From a series of follow up experiments meant to tease out specific hypotheses about rewards and punishments, and his own clinical work with lesion patients, Antonio Damasio (1995) cogently posited—at the time—a revolutionary thesis: reasoning and rationality are inextricably entwined with emotions. The classic Cartesian model of brain v. soul that undergirds seemingly false (but commonly, often unconsciously, accepted) dichotomies like rationality v. irrationality, cognition v. emotion collapses under the weight of empirical evidence.
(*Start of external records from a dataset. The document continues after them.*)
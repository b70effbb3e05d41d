//! Request and result types shared by the engine entry points.

use serde::{Deserialize, Serialize};

use crate::parameter::Configuration;

/// The outcome of one `solve` invocation.
#[derive(Clone, Debug, PartialEq, Serialize, Deserialize)]
#[serde(rename_all = "camelCase")]
pub struct RunResult {
    /// The best point found.
    pub best_point: Vec<f64>,
    /// The fitness at `best_point`.
    pub best_value: f64,
    /// How many points were evaluated.
    pub evaluation_count: usize,
}

/// The best configuration found for one algorithm in a sweep.
#[derive(Clone, Debug, PartialEq, Serialize, Deserialize)]
#[serde(rename_all = "camelCase")]
pub struct AlgorithmResult {
    /// The algorithm's display name.
    pub algorithm_name: String,
    /// The swept hyper-parameters (without population and iterations) that
    /// produced `best_value`.
    pub best_configuration: Configuration,
    /// The smallest objective value over all configurations.
    pub best_value: f64,
    /// The point at which `best_value` was reached.
    pub best_point: Vec<f64>,
    /// Number of configurations that were run.
    pub configurations_run: usize,
}

/// One configuration of a sweep together with the run it produced.
#[derive(Clone, Debug, PartialEq, Serialize, Deserialize)]
#[serde(rename_all = "camelCase")]
pub struct SweepTrial {
    /// Position of the configuration in sweep order.
    pub index: usize,
    /// The swept hyper-parameters.
    pub configuration: Configuration,
    /// The run's result.
    pub result: RunResult,
}

/// A fitness function named by the caller, with the domain to search.
#[derive(Clone, Debug, PartialEq, Eq, Serialize, Deserialize)]
#[serde(rename_all = "camelCase")]
pub struct FitnessFunctionSpec {
    /// Unit name of the fitness function.
    pub name: String,
    /// Domain in its JSON wire format, e.g. `"[[-5,5],[-5,5]]"`.
    pub domain: String,
}

impl FitnessFunctionSpec {
    /// Creates a new spec.
    #[must_use]
    pub fn new(name: impl Into<String>, domain: impl Into<String>) -> Self {
        Self {
            name: name.into(),
            domain: domain.into(),
        }
    }
}

/// An algorithm to sweep, with one step per hyper-parameter.
///
/// Lower and upper bounds of each swept range come from the algorithm's own
/// parameter descriptors.
#[derive(Clone, Debug, PartialEq, Serialize, Deserialize)]
#[serde(rename_all = "camelCase")]
pub struct AlgorithmSweepSpec {
    /// Unit name of the algorithm.
    pub name: String,
    /// Step per hyper-parameter, aligned with the descriptors.
    pub steps: Vec<f64>,
}

impl AlgorithmSweepSpec {
    /// Creates a new spec.
    #[must_use]
    pub fn new(name: impl Into<String>, steps: Vec<f64>) -> Self {
        Self {
            name: name.into(),
            steps,
        }
    }
}

/// What a sweep does when a configuration fails.
#[derive(Clone, Copy, Debug, Default, PartialEq, Eq, Serialize, Deserialize)]
pub enum FailurePolicy {
    /// Abort the whole request on the first failure.
    #[default]
    Abort,
    /// Log the failure, skip the configuration, and continue.
    SkipFailed,
}
#![deny(unsafe_code)]
#![deny(clippy::all)]
#![deny(unreachable_pub)]
#![deny(clippy::correctness)]
#![deny(clippy::suspicious)]
#![deny(clippy::style)]
#![deny(clippy::complexity)]
#![deny(clippy::perf)]
#![deny(clippy::pedantic)]
#![deny(clippy::std_instead_of_core)]

//! Plugin-dispatched optimization engine with exhaustive hyper-parameter
//! sweeps. Optimization algorithms and fitness functions are third-party
//! plugins resolved by name; the engine binds them together, runs single
//! evaluations or whole grids of algorithm configurations, and picks the
//! best configuration per algorithm.
//!
//! # Getting Started
//!
//! ```
//! use optimizer_engine::prelude::*;
//!
//! let engine = Engine::new(builtin::store());
//!
//! // Sweep F in [0, 2] step 1 and CR in [0, 1] step 0.5: 3 x 3 configurations.
//! let results = engine
//!     .run_multi_algorithm_sweep(
//!         &[AlgorithmSweepSpec::new("DifferentialEvolution", vec![1.0, 0.5])],
//!         &FitnessFunctionSpec::new("Sphere", "[[-5,5],[-5,5]]"),
//!         10.0, // population
//!         20.0, // iterations
//!     )
//!     .unwrap();
//!
//! let best = &results[0];
//! println!("best configuration {:?} -> {}", best.best_configuration, best.best_value);
//! ```
//!
//! # Core Concepts
//!
//! | Type | Role |
//! |------|------|
//! | [`Engine`] | Entry points: single runs, multi-algorithm sweeps, descriptor lookup. |
//! | [`Algorithm`](plugin::Algorithm) | A plugin that minimizes an [`Evaluator`] over a [`Domain`](domain::Domain). |
//! | [`FitnessFunction`](plugin::FitnessFunction) | A plugin mapping a point to the value being minimized. |
//! | [`PluginStore`](plugin::PluginStore) | Where units come from: [`MemoryPluginStore`](plugin::MemoryPluginStore) or, with `dylib`, `DylibPluginStore`. |
//! | [`SweepRange`](parameter::SweepRange) | One swept hyper-parameter: bounds plus step. |
//! | [`ReportSink`](report::ReportSink) | Receives every result for rendering. |
//!
//! # Error codes
//!
//! Every [`Error`] carries a stable [`code`](Error::code) next to its
//! message: `plugin_not_found`, `plugin_invalid`, `incompatible_evaluator`,
//! `domain_malformed`, `invalid_sweep_spec`, `empty_sweep`,
//! `evaluation_failure`, `no_completed_configurations`, `cancelled`.
//!
//! # Feature Flags
//!
//! | Flag | What it enables | Default |
//! |------|----------------|---------|
//! | `async` | [`Engine::run_multi_algorithm_sweep_parallel`] via tokio | off |
//! | `dylib` | `DylibPluginStore`: units loaded from dynamic libraries | off |
//! | `tracing` | Structured log events via [`tracing`](https://docs.rs/tracing) at request, sweep, and plugin-loading points | off |

/// Emit a `tracing::info!` event when the `tracing` feature is enabled.
/// No-op otherwise.
#[cfg(feature = "tracing")]
macro_rules! trace_info {
    ($($arg:tt)*) => { tracing::info!($($arg)*) };
}

#[cfg(not(feature = "tracing"))]
macro_rules! trace_info {
    ($($arg:tt)*) => {};
}

/// Emit a `tracing::debug!` event when the `tracing` feature is enabled.
/// No-op otherwise.
#[cfg(feature = "tracing")]
macro_rules! trace_debug {
    ($($arg:tt)*) => { tracing::debug!($($arg)*) };
}

#[cfg(not(feature = "tracing"))]
macro_rules! trace_debug {
    ($($arg:tt)*) => {};
}

/// Emit a `tracing::warn!` event when the `tracing` feature is enabled.
/// No-op otherwise.
#[cfg(feature = "tracing")]
macro_rules! trace_warn {
    ($($arg:tt)*) => { tracing::warn!($($arg)*) };
}

#[cfg(not(feature = "tracing"))]
macro_rules! trace_warn {
    ($($arg:tt)*) => {};
}

pub mod builtin;
mod cancel;
pub mod domain;
mod engine;
mod error;
mod evaluator;
pub mod parameter;
pub mod plugin;
mod registry;
pub mod report;
pub mod select;
pub mod sweep;
mod types;

pub use cancel::CancellationToken;
pub use engine::{DEFAULT_MAX_CONFIGURATIONS, Engine, EngineBuilder};
pub use error::{Error, EvaluationError, Result};
pub use evaluator::Evaluator;
pub use registry::{AlgorithmHandle, FitnessFunctionHandle, PluginRegistry};
pub use types::{
    AlgorithmResult, AlgorithmSweepSpec, FailurePolicy, FitnessFunctionSpec, RunResult, SweepTrial,
};

/// Convenient wildcard import for the most common types.
///
/// ```
/// use optimizer_engine::prelude::*;
/// ```
pub mod prelude {
    pub use crate::builtin;
    pub use crate::cancel::CancellationToken;
    pub use crate::domain::Domain;
    pub use crate::engine::{Engine, EngineBuilder};
    pub use crate::error::{Error, EvaluationError, Result};
    pub use crate::evaluator::Evaluator;
    pub use crate::parameter::{Configuration, ParameterDescriptor, SweepRange};
    #[cfg(feature = "dylib")]
    pub use crate::plugin::DylibPluginStore;
    pub use crate::plugin::{
        Algorithm, Capability, EvaluatorShape, FitnessFunction, MemoryPluginStore, PluginStore,
        Signature, Solution,
    };
    pub use crate::report::{HtmlReportSink, NopReportSink, Report, ReportError, ReportSink};
    pub use crate::types::{
        AlgorithmResult, AlgorithmSweepSpec, FailurePolicy, FitnessFunctionSpec, RunResult,
        SweepTrial,
    };
}
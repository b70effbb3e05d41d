use crate::plugin::Capability;

/// Errors returned by the engine.
///
/// Every variant maps to a stable, machine-readable [`code`](Error::code) in
/// addition to its human-readable `Display` message.
#[derive(Debug, thiserror::Error)]
pub enum Error {
    /// Returned when no loadable unit matches the requested name.
    #[error("{kind} '{name}' was not found")]
    PluginNotFound {
        /// What the caller asked for.
        kind: Capability,
        /// The requested unit name.
        name: String,
    },

    /// Returned when a unit loads but does not provide exactly one usable
    /// entry for the requested capability.
    #[error("{kind} '{name}' is not a valid plugin: {reason}")]
    PluginInvalid {
        /// What the caller asked for.
        kind: Capability,
        /// The requested unit name.
        name: String,
        /// Why the unit was rejected.
        reason: String,
    },

    /// Returned when a fitness function cannot be bound to the evaluator an
    /// algorithm expects.
    #[error("fitness function '{fitness_function}' is incompatible with algorithm '{algorithm}': {reason}")]
    IncompatibleEvaluator {
        /// The algorithm's name.
        algorithm: String,
        /// The fitness function's name.
        fitness_function: String,
        /// What did not match.
        reason: String,
    },

    /// Returned when a serialized domain is not a non-empty array of
    /// equal-length numeric arrays.
    #[error("malformed domain: {0}")]
    DomainMalformed(String),

    /// Returned when a sweep specification cannot be expanded.
    #[error("invalid sweep specification for '{algorithm}': {reason}")]
    InvalidSweepSpec {
        /// The algorithm the sweep belongs to.
        algorithm: String,
        /// What is wrong with the sweep.
        reason: String,
    },

    /// Returned when a sweep specification expands to zero configurations.
    #[error("sweep for '{algorithm}' produced no configurations")]
    EmptySweep {
        /// The algorithm the sweep belongs to.
        algorithm: String,
    },

    /// Returned when third-party solve or evaluate code fails or panics.
    #[error("evaluation failed in '{algorithm}': {source}")]
    EvaluationFailure {
        /// The algorithm that was running.
        algorithm: String,
        /// The underlying failure.
        #[source]
        source: EvaluationError,
    },

    /// Returned when every configuration of a best-effort sweep failed or
    /// produced an incomparable (`NaN`) objective value.
    #[error("no configuration of '{algorithm}' completed with a comparable objective value")]
    NoCompletedConfigurations {
        /// The algorithm the sweep belongs to.
        algorithm: String,
    },

    /// Returned when the engine's cancellation token is set.
    #[error("calculations were stopped")]
    Cancelled,

    /// Returned when an async task fails.
    #[cfg(feature = "async")]
    #[error("async task error: {0}")]
    TaskError(String),
}

impl Error {
    /// Return a stable identifier for this error's kind.
    ///
    /// # Examples
    ///
    /// ```
    /// use optimizer_engine::Error;
    ///
    /// let err = Error::DomainMalformed("empty".into());
    /// assert_eq!(err.code(), "domain_malformed");
    /// ```
    #[must_use]
    pub fn code(&self) -> &'static str {
        match self {
            Self::PluginNotFound { .. } => "plugin_not_found",
            Self::PluginInvalid { .. } => "plugin_invalid",
            Self::IncompatibleEvaluator { .. } => "incompatible_evaluator",
            Self::DomainMalformed(_) => "domain_malformed",
            Self::InvalidSweepSpec { .. } => "invalid_sweep_spec",
            Self::EmptySweep { .. } => "empty_sweep",
            Self::EvaluationFailure { .. } => "evaluation_failure",
            Self::NoCompletedConfigurations { .. } => "no_completed_configurations",
            Self::Cancelled => "cancelled",
            #[cfg(feature = "async")]
            Self::TaskError(_) => "task_error",
        }
    }
}

/// A convenient alias for `Result<T, optimizer_engine::Error>`.
pub type Result<T> = core::result::Result<T, Error>;

/// A failure raised inside plugin code while solving or evaluating.
///
/// Plugins return this from [`Algorithm::solve`](crate::plugin::Algorithm::solve)
/// and [`FitnessFunction::evaluate`](crate::plugin::FitnessFunction::evaluate);
/// the engine wraps it into [`Error::EvaluationFailure`].
#[derive(Debug, Clone, PartialEq, thiserror::Error)]
pub enum EvaluationError {
    /// The point handed to a fitness function has the wrong length.
    #[error("expected a point with {expected} coordinates, got {got}")]
    DimensionMismatch {
        /// The expected number of coordinates.
        expected: usize,
        /// The actual number of coordinates.
        got: usize,
    },

    /// The parameter vector handed to `solve` is unusable.
    #[error("invalid parameters: {0}")]
    InvalidParameters(String),

    /// Plugin code panicked.
    #[error("plugin panicked: {0}")]
    Panicked(String),

    /// Any other plugin-defined failure.
    #[error("{0}")]
    Other(String),
}

impl From<String> for EvaluationError {
    fn from(message: String) -> Self {
        Self::Other(message)
    }
}

impl From<&str> for EvaluationError {
    fn from(message: &str) -> Self {
        Self::Other(message.to_owned())
    }
}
This seems eminently sensible. Marketers draw on psychology to appeal not only to our cool rationality, but to our feelings and sentiments. We choose Crest or Colgate, Ford or Toyota, and so forth based on emotions no matter how much “instrumentality” we employ in the decision-making process (see, for example, Camerer 2007). These, of course, are mundane, arbitrary decisions; imagine if we extend this thesis to much more complex decisions, like choosing a partner, a reciprocal gift, or to make amends. It seems true that we can only make big decisions when our brain’s neural systems are linked up and our emotion centers are communicating with various other aspects of our brain (LeDoux 2000).
So, for instance, as information enters the brain it is routed to the hippocampus where it is converted into memories and indexed as either semantic or episodic. The former are general “facts” about things, people, events, and so forth that escape temporality, whereas the latter are person-specific memories with time-stamps. Our self, then, is rooted in memories that are both generalized and specific. At the same time, this information is fed into the amygdala and tagged with a valence, or level of intensity, making them more or less relevant to one’s self—that is, more intensely tagged memories are easier and more likely to be recalled. And, if the most self-relevant information comes from interactions with significant others, then the most basic unit of social organization – the human relationship – is anchored in affective moorings (Lawler et al. 2008; Cozolino 2014).
In particular, knowledge about the social self (semantic autobiographical knowledge), formed in episodes, tagged with powerful affect, and confirmed or activated frequently in encounters, comes to be generalized too, but is differentiated from the other two types in that it activates normally distinct places in the brain they do—that is, it remains rooted in the emotion centers and is what makes our global sense of self perceived as stable and consistent over longer durations and, moreover, drenches appraisals of our own actions as well as others in affect (Turner 2007). This also means, using more familiar sociological terms, goal setting, strategizing, habit, decision-making, selfing and minding are saturated with emotions (Franks 2006).
Memory works because of emotions; our senses work because of emotions; the construction, maintenance, alteration, and destruction of self, depend on our brain’s emotional neuroarchitecture as much as on the social environment’s input. Thus, if we are to take cognitive science seriously, as sociologists, then we must also take seriously the role emotions play in action and organization.